Cette annonce a été faite par Bandar Alkhorayef, le ministre saoudien de l’Industrie et des Ressources minérales, lors d’une conférence à Ryad et relayée par plusieurs médias dont La Tribune. Elle met en lumière le potentiel important du secteur minier pour diversifier une économie longtemps dominée par le pétrole.
Le secteur minier prend son envol
La réévaluation ne se limite pas à une simple hausse des chiffres : elle reflète aussi la multiplication des découvertes de minéraux comme les terres rares, le phosphate, l’or, le zinc et le cuivre.
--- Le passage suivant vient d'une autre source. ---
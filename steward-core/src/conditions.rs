//! Status conditions, keyed by their `type`.
use chrono::{DateTime, Utc};
use serde::{Deserialize, Serialize};
use std::fmt;

/// Tri-state truth value of a [`Condition`]
#[derive(Deserialize, Serialize, Clone, Copy, Debug, Default, Eq, PartialEq, Hash)]
pub enum ConditionStatus {
    /// The condition holds
    True,
    /// The condition does not hold
    False,
    /// The controller could not tell
    #[default]
    Unknown,
}

impl From<bool> for ConditionStatus {
    fn from(value: bool) -> Self {
        if value {
            Self::True
        } else {
            Self::False
        }
    }
}

impl fmt::Display for ConditionStatus {
    fn fmt(&self, f: &mut fmt::Formatter<'_>) -> fmt::Result {
        match self {
            Self::True => f.write_str("True"),
            Self::False => f.write_str("False"),
            Self::Unknown => f.write_str("Unknown"),
        }
    }
}

/// One aspect of the observed state of an object
#[derive(Deserialize, Serialize, Clone, Debug, PartialEq)]
#[serde(rename_all = "camelCase")]
pub struct Condition {
    /// The aspect this condition describes, unique within an object
    #[serde(rename = "type")]
    pub type_: String,
    /// Whether the aspect currently holds
    pub status: ConditionStatus,
    /// Machine readable CamelCase reason for the last transition
    #[serde(default)]
    pub reason: String,
    /// Human readable details
    #[serde(default)]
    pub message: String,
    /// When `status` last changed
    pub last_transition_time: DateTime<Utc>,
}

impl Condition {
    /// Build a condition stamped with the current time
    #[must_use]
    pub fn new(type_: &str, status: ConditionStatus, reason: &str, message: &str) -> Self {
        Self {
            type_: type_.into(),
            status,
            reason: reason.into(),
            message: message.into(),
            last_transition_time: Utc::now(),
        }
    }

    /// Whether this condition has status `True`
    #[must_use]
    pub fn is_true(&self) -> bool {
        self.status == ConditionStatus::True
    }
}

/// Upsert `condition` into `conditions`, keyed by type.
///
/// The existing `last_transition_time` is kept unless the status actually changed.
/// Returns whether anything (status, reason or message) changed.
pub fn set_condition(conditions: &mut Vec<Condition>, condition: Condition) -> bool {
    match conditions.iter_mut().find(|c| c.type_ == condition.type_) {
        Some(existing) => {
            let changed = existing.status != condition.status
                || existing.reason != condition.reason
                || existing.message != condition.message;
            if existing.status != condition.status {
                existing.last_transition_time = condition.last_transition_time;
                existing.status = condition.status;
            }
            existing.reason = condition.reason;
            existing.message = condition.message;
            changed
        }
        None => {
            conditions.push(condition);
            true
        }
    }
}

/// Find a condition by type
#[must_use]
pub fn find_condition<'a>(conditions: &'a [Condition], type_: &str) -> Option<&'a Condition> {
    conditions.iter().find(|c| c.type_ == type_)
}

/// Remove a condition by type, returning whether it was present
pub fn remove_condition(conditions: &mut Vec<Condition>, type_: &str) -> bool {
    let before = conditions.len();
    conditions.retain(|c| c.type_ != type_);
    before != conditions.len()
}

#[cfg(test)]
mod tests {
    use super::*;
    use chrono::Duration;

    #[test]
    fn set_condition_inserts_new_type() {
        let mut conds = vec![];
        assert!(set_condition(
            &mut conds,
            Condition::new("Available", ConditionStatus::False, "Creating", "")
        ));
        assert_eq!(conds.len(), 1);
        assert_eq!(find_condition(&conds, "Available").unwrap().reason, "Creating");
    }

    #[test]
    fn transition_time_only_moves_on_status_change() {
        let first = Condition::new("Available", ConditionStatus::False, "Creating", "");
        let stamped = first.last_transition_time;
        let mut conds = vec![first];

        let mut same_status = Condition::new("Available", ConditionStatus::False, "Waiting", "still going");
        same_status.last_transition_time = stamped + Duration::seconds(30);
        assert!(set_condition(&mut conds, same_status));
        assert_eq!(conds[0].last_transition_time, stamped);
        assert_eq!(conds[0].reason, "Waiting");

        let mut flipped = Condition::new("Available", ConditionStatus::True, "Ready", "");
        flipped.last_transition_time = stamped + Duration::seconds(60);
        assert!(set_condition(&mut conds, flipped));
        assert_eq!(conds.len(), 1);
        assert_eq!(conds[0].last_transition_time, stamped + Duration::seconds(60));
    }

    #[test]
    fn identical_condition_is_not_a_change() {
        let cond = Condition::new("Degraded", ConditionStatus::False, "AsExpected", "");
        let mut conds = vec![cond.clone()];
        assert!(!set_condition(&mut conds, cond));
    }

    #[test]
    fn status_serializes_as_plain_strings() {
        let cond = Condition::new("Available", ConditionStatus::True, "Ready", "");
        let json = serde_json::to_value(&cond).unwrap();
        assert_eq!(json["type"], "Available");
        assert_eq!(json["status"], "True");
        assert!(json.get("lastTransitionTime").is_some());
    }

    #[test]
    fn remove_condition_by_type() {
        let mut conds = vec![Condition::new("Degraded", ConditionStatus::True, "BadSpec", "")];
        assert!(remove_condition(&mut conds, "Degraded"));
        assert!(!remove_condition(&mut conds, "Degraded"));
    }
}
Le développement du secteur minier est une priorité stratégique dans le cadre du programme de réformes Vision 2030. Selon Verisk Maplecroft, société de conseil en gestion des risques, le développement minier figure parmi les volets les plus réalisables de ce programme. Cette transformation vise aussi à attirer plus d’investissements étrangers et à réduire la dépendance du pays aux combustibles fossiles.
Pour soutenir la montée en puissance du secteur, le royaume a investi dans des infrastructures existantes, comme les chemins de fer, qui facilitent la logistique et la croissance minière. La dynamique est renforcée par la création de Manara Minerals, un véhicule d’investissement cofondé l’année dernière avec le fonds souverain saoudien et la société minière publique Maaden. En juillet, Manara a montré son ambition internationale en annonçant l’acquisition de 10 % de la société brésilienne Vale.
Les acteurs et les enjeux à l’international
Le Forum sur les minéraux du futur (FMF), qui s’est tenu à Ryad, a réuni des représentants de plus de 77 pays, signe de l’intérêt mondial pour le secteur minier saoudien. Parmi les participants notables figuraient des représentants des États-Unis, y compris Geoffrey Pyatt, secrétaire d’État adjoint aux ressources énergétiques.
Malgré cette atmosphère favorable, l’Arabie saoudite doit encore surmonter plusieurs obstacles pour transformer ces ressources en production rentable. Le secteur minier est complexe : les délais entre exploration et production finale peuvent être longs. Par ailleurs, des questions subsistent sur la crédibilité environnementale du pays et sur la stabilité régionale, qui pourraient freiner ses ambitions de devenir un hub majeur de raffinage des minéraux.